Pick out all lines with the word "ApiError" from the records that follow.

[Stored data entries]
——————
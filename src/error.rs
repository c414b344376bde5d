use thiserror::Error;

pub type Result<T> = std::result::Result<T, GoalboardError>;

#[derive(Debug, Error)]
pub enum GoalboardError {
    #[error("Board not found: {0}")]
    BoardNotFound(String),

    #[error("Column not found: {0}")]
    ColumnNotFound(String),

    #[error("Goal not found: {0}")]
    GoalNotFound(String),

    #[error("Comment not found: {0}")]
    CommentNotFound(String),

    #[error("Invalid request: {0}")]
    Validation(String),

    #[error("Storage error: {0}")]
    StorageError(String),

    #[error("IO error: {0}")]
    IoError(#[from] std::io::Error),

    #[error("Serialization error: {0}")]
    SerializationError(#[from] serde_json::Error),

    #[error("Configuration error: {0}")]
    ConfigError(String),
}

impl GoalboardError {
    pub fn validation(message: impl Into<String>) -> Self {
        Self::Validation(message.into())
    }

    /// True when the error means a referenced entity does not exist
    pub fn is_not_found(&self) -> bool {
        matches!(
            self,
            Self::BoardNotFound(_)
                | Self::ColumnNotFound(_)
                | Self::GoalNotFound(_)
                | Self::CommentNotFound(_)
        )
    }
}
use super::{ApiError, SharedState, ValidJson};
use crate::domain::{Column, ColumnPatch, NewColumn};
use axum::{
    extract::{Path, State},
    http::StatusCode,
    response::IntoResponse,
    Json,
};
use tracing::info;

pub(super) async fn list_columns(
    State(state): State<SharedState>,
    Path(board_id): Path<String>,
) -> Result<Json<Vec<Column>>, ApiError> {
    Ok(Json(state.storage.list_columns(&board_id).await?))
}

pub(super) async fn create_column(
    State(state): State<SharedState>,
    ValidJson(req): ValidJson<NewColumn>,
) -> Result<impl IntoResponse, ApiError> {
    let column = state.storage.create_column(req).await?;
    info!(column_id = %column.id, board_id = %column.board_id, "column created");
    Ok((StatusCode::CREATED, Json(column)))
}

pub(super) async fn update_column(
    State(state): State<SharedState>,
    Path(id): Path<String>,
    ValidJson(req): ValidJson<ColumnPatch>,
) -> Result<Json<Column>, ApiError> {
    Ok(Json(state.storage.update_column(&id, req).await?))
}

pub(super) async fn delete_column(
    State(state): State<SharedState>,
    Path(id): Path<String>,
) -> Result<StatusCode, ApiError> {
    state.storage.delete_column(&id).await?;
    info!(column_id = %id, "column deleted");
    Ok(StatusCode::NO_CONTENT)
}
——————
EXERCISE SOLUTION
use super::{ApiError, SharedState, ValidJson};
) -> Result<Json<Vec<Column>>, ApiError> {
) -> Result<impl IntoResponse, ApiError> {
) -> Result<Json<Column>, ApiError> {
) -> Result<StatusCode, ApiError> {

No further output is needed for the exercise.